Pick of the Clicks 08/14/15

They’re BACK!!!! Jump for joy! It’s the Pick of the Clicks!

Curated for your joy, entertainment, and stimulation, here are my best-of-the-web suggestions for your weekend:

Tanya Marlow on Church, Disabled People and Awkwardness. Read this. A snippet:

Offers of prayer and alternative medicine come with two big assumptions: that I can be changed (which, outside of a miracle, is unlikely to happen) and that I need to be un-disabled to be okay.

Imagine if someone came up to you when you were at church and said, ‘hi – I’ve noticed you are not reaching your beauty potential. Have you tried a face lift?’ or ‘hi – I’ve noticed you are intellectually inferior to others. Have you tried playing chess daily?’ Imagine hearing this sort of question from someone different every time you went in a public place.

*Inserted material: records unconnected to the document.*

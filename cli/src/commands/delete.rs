//! # ddev Delete Command
//!
//! File: cli/src/commands/delete.rs
//!
//! `ddev delete [project] [--yes]`: stop with data removal plus
//! deregistration. The project's files on disk are untouched; only the
//! containers, volumes, network, and registry entry go away.
//!
use crate::common::output::Output;
use crate::common::{project, workflow};
use crate::core::error::{DdevError, Result};
use anyhow::{anyhow, Context};
use clap::Parser;
use tracing::{debug, info};

/// Arguments for `ddev delete`.
#[derive(Parser, Debug)]
pub struct DeleteArgs {
    /// Project name; defaults to the project the working directory is in.
    #[arg(value_name = "PROJECT")]
    project: Option<String>,

    /// Skip the confirmation prompt.
    #[arg(long, short = 'y')]
    yes: bool,
}

/// Handles `ddev delete`.
pub async fn handle_delete(args: DeleteArgs, out: &Output) -> Result<()> {
    info!("Handling delete command...");
    debug!("Delete args: {:?}", args);

    let cwd = std::env::current_dir().context("Failed to get current directory")?;
    let desc = project::locate(&cwd, args.project.as_deref())?;

    let prompt = format!(
        "Remove project '{}' including its database volume?",
        desc.name
    );
    if !out.confirm(&prompt, args.yes) {
        return Err(anyhow!(DdevError::Precondition(
            "delete aborted by user".to_string()
        )));
    }
    workflow::remove(&desc, out).await
}

// --- Unit Tests ---
#[cfg(test)]
mod tests {
    use super::*;

    #[test]
    fn test_delete_args_parsing() {
        let args = DeleteArgs::try_parse_from(["delete", "demo", "-y"]).expect("parse");
        assert_eq!(args.project.as_deref(), Some("demo"));
        assert!(args.yes);
        assert!(DeleteArgs::try_parse_from(["delete", "a", "b"]).is_err());
    }
}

Brilliant: Maciej Ceglowski (aka Idlewords) on Web Design, the first 100 years of the internet. Don’t be put off by the title, which you think you are not interested in. You really shouldn’t miss this: a REALLY funny, well illustrated look at the history of airplanes along side the history of the development of the web. It is insightful, helpful, interesting.. and did I mention, funny? (For example, he talks about competing visions of what the internet is for. Vision 1? Connect knowledge, people, and cats. His comment? “This is the correct vision.”)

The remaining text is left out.